TASK REQUIREMENTS →
Go through the data below and return each line containing the word "already".

DATA PROVIDED →

────────────────

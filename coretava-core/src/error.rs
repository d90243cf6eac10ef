use std::path::PathBuf;

/// Every failure a banner unit can run into. None of these reach the
/// shopper: the visible outcome is always "the banner does not appear".
#[derive(Debug, thiserror::Error)]
pub enum CoretavaError {
    #[error("missing required identifier: {field}")]
    PreconditionMissing { field: &'static str },

    #[error("campaign data unavailable: {reason}")]
    DataUnavailable { reason: String },

    #[error("network failure: {reason}")]
    NetworkFailure { reason: String },

    #[error("failed to encode request body: {0}")]
    Encode(#[from] serde_json::Error),

    #[error(transparent)]
    Config(#[from] ConfigError),

    #[error(transparent)]
    Identity(#[from] IdentityError),
}

impl CoretavaError {
    pub fn network(reason: impl Into<String>) -> Self {
        CoretavaError::NetworkFailure {
            reason: reason.into(),
        }
    }

    pub fn unavailable(reason: impl Into<String>) -> Self {
        CoretavaError::DataUnavailable {
            reason: reason.into(),
        }
    }
}

#[derive(Debug, thiserror::Error)]
pub enum ConfigError {
    #[error("failed to read config {path}: {source}")]
    Read {
        path: PathBuf,
        #[source]
        source: std::io::Error,
    },

    #[error("failed to parse config: {0}")]
    Parse(#[from] toml::de::Error),

    #[error("invalid config value for {field}: {reason}")]
    Invalid { field: &'static str, reason: String },
}

#[derive(Debug, thiserror::Error)]
pub enum IdentityError {
    #[error("cookie store io error at {path}: {source}")]
    Io {
        path: PathBuf,
        #[source]
        source: std::io::Error,
    },

    #[error("cookie store is corrupt: {0}")]
    Corrupt(#[from] serde_json::Error),
}
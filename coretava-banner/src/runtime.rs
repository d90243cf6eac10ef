//! Event loop for one banner unit.
//!
//! `update` returns requests as data; the loop dispatches them to the HTTP
//! and visibility managers, whose results come back as messages. Everything
//! runs on the caller's task: no locks, one message at a time.

use coretava_core::{CoreCmd, CoreRequest, Observation, ObserverFn, Router};
use coretava_http_manager::{HttpManager, HttpRequest};
use coretava_visibility_manager::{LayoutChange, VisibilityManager, VisibilityRequest};
use tokio::sync::mpsc::{unbounded_channel, UnboundedReceiver, UnboundedSender};

#[derive(Clone, Debug)]
pub enum Request<Msg> {
    Core(CoreRequest),
    Http(HttpRequest<Msg>),
    Visibility(VisibilityRequest<Msg>),
}

pub type Cmd<Msg> = CoreCmd<Request<Msg>>;

/// Host-side handle: push messages (mount, click, teardown) and layout.
#[derive(Clone)]
pub struct Ports<Msg> {
    app_tx: UnboundedSender<Msg>,
    layout_tx: UnboundedSender<LayoutChange>,
}

impl<Msg: Send + 'static> Ports<Msg> {
    pub fn send(&self, msg: Msg) {
        if self.app_tx.send(msg).is_err() {
            tracing::debug!("unit already torn down, dropping message");
        }
    }

    pub fn layout(&self, change: LayoutChange) {
        if self.layout_tx.send(change).is_err() {
            tracing::debug!("unit already torn down, dropping layout change");
        }
    }
}

pub struct Runtime<Init, Update, ViewFn, Recon, Model, ViewOut, Msg> {
    init: Init,
    update: Update,
    view: ViewFn,
    reconciler: Recon,
    observer: ObserverFn<Msg, Request<Msg>>,
    http: HttpManager,
    app_tx: UnboundedSender<Msg>,
    app_rx: UnboundedReceiver<Msg>,
    layout_tx: UnboundedSender<LayoutChange>,
    layout_rx: UnboundedReceiver<LayoutChange>,
    req_tx: UnboundedSender<Request<Msg>>,
    req_rx: UnboundedReceiver<Request<Msg>>,
    _model: std::marker::PhantomData<(Model, ViewOut)>,
}

impl<Init, Update, ViewFn, Recon, Model, ViewOut, Msg>
    Runtime<Init, Update, ViewFn, Recon, Model, ViewOut, Msg>
where
    Init: FnOnce() -> (Model, Cmd<Msg>),
    Update: Fn(Model, Msg) -> (Model, Cmd<Msg>),
    ViewFn: Fn(&Model) -> ViewOut,
    Recon: FnMut(&ViewOut),
    Msg: Clone + Send + 'static,
{
    pub fn new(
        init: Init,
        update: Update,
        view: ViewFn,
        reconciler: Recon,
        observer: ObserverFn<Msg, Request<Msg>>,
        http: HttpManager,
    ) -> Self {
        let (app_tx, app_rx) = unbounded_channel();
        let (layout_tx, layout_rx) = unbounded_channel();
        let (req_tx, req_rx) = unbounded_channel();
        Self {
            init,
            update,
            view,
            reconciler,
            observer,
            http,
            app_tx,
            app_rx,
            layout_tx,
            layout_rx,
            req_tx,
            req_rx,
            _model: std::marker::PhantomData,
        }
    }

    pub fn ports(&self) -> Ports<Msg> {
        Ports {
            app_tx: self.app_tx.clone(),
            layout_tx: self.layout_tx.clone(),
        }
    }

    fn enqueue_cmd(tx: &UnboundedSender<Request<Msg>>, cmd: Cmd<Msg>) {
        for req in cmd.into_inner() {
            let _ = tx.send(req);
        }
    }

    /// Run until the unit is unmounted; returns the final model.
    ///
    /// Must be awaited inside a tokio runtime (HTTP requests are spawned).
    /// Pending requests are always dispatched before the next message is
    /// handled, so effects keep the order `update` produced them in.
    pub async fn run(self) -> Model {
        let Runtime {
            init,
            update,
            view,
            mut reconciler,
            observer,
            http,
            app_tx,
            mut app_rx,
            mut layout_rx,
            req_tx,
            mut req_rx,
            ..
        } = self;

        let (mut model, init_cmd) = init();
        Self::enqueue_cmd(&req_tx, init_cmd);

        let router = Router::new(app_tx);
        let visibility = VisibilityManager;
        let mut visibility_state = VisibilityManager::init::<Msg>();

        reconciler(&view(&model));

        loop {
            tokio::select! {
                biased;
                Some(req) = req_rx.recv() => {
                    observer(&Observation::effect(req.clone()));
                    match req {
                        Request::Core(CoreRequest::Unmount) => break,
                        Request::Http(req) => http.on_effects(&router, vec![req]),
                        Request::Visibility(req) => {
                            visibility_state = visibility.on_effects(&router, visibility_state, vec![req]);
                        }
                    }
                }
                Some(change) = layout_rx.recv() => {
                    visibility_state = visibility.on_layout(&router, visibility_state, change);
                }
                Some(msg) = app_rx.recv() => {
                    observer(&Observation::event(msg.clone()));
                    let (new_model, cmd) = update(model, msg);
                    model = new_model;
                    Self::enqueue_cmd(&req_tx, cmd);
                    reconciler(&view(&model));
                }
                else => break,
            }
        }

        tracing::debug!(
            live_observations = visibility_state.live_observations(),
            "unit stopped"
        );
        model
    }
}
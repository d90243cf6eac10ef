use crate::Observation;
use std::fmt::Debug;
use std::sync::Arc;

/// Called by the event loop for every message and every dispatched effect.
pub type ObserverFn<E, C> = Arc<dyn Fn(&Observation<E, C>) + Send + Sync>;

/// Messages at `info` under `coretava::Msg`, effects at `debug` under
/// `coretava::Cmd`. Request types print through their `Debug`, which keeps
/// redacted fields out of the log.
pub fn tracing_observer<E, C>() -> ObserverFn<E, C>
where
    E: Debug + 'static,
    C: Debug + 'static,
{
    Arc::new(|observation: &Observation<E, C>| match observation {
        Observation::Event { data, .. } => tracing::info!(target: "coretava::Msg", ?data),
        Observation::Effect { data, .. } => tracing::debug!(target: "coretava::Cmd", ?data),
    })
}

/// Fan one observation out to several observers, in order.
pub fn tee_observer<E: 'static, C: 'static>(observers: Vec<ObserverFn<E, C>>) -> ObserverFn<E, C> {
    Arc::new(move |observation: &Observation<E, C>| {
        observers.iter().for_each(|observer| observer(observation))
    })
}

────────────────

WRITTEN REPLY →
            tracing::debug!("unit already torn down, dropping message");
            tracing::debug!("unit already torn down, dropping layout change");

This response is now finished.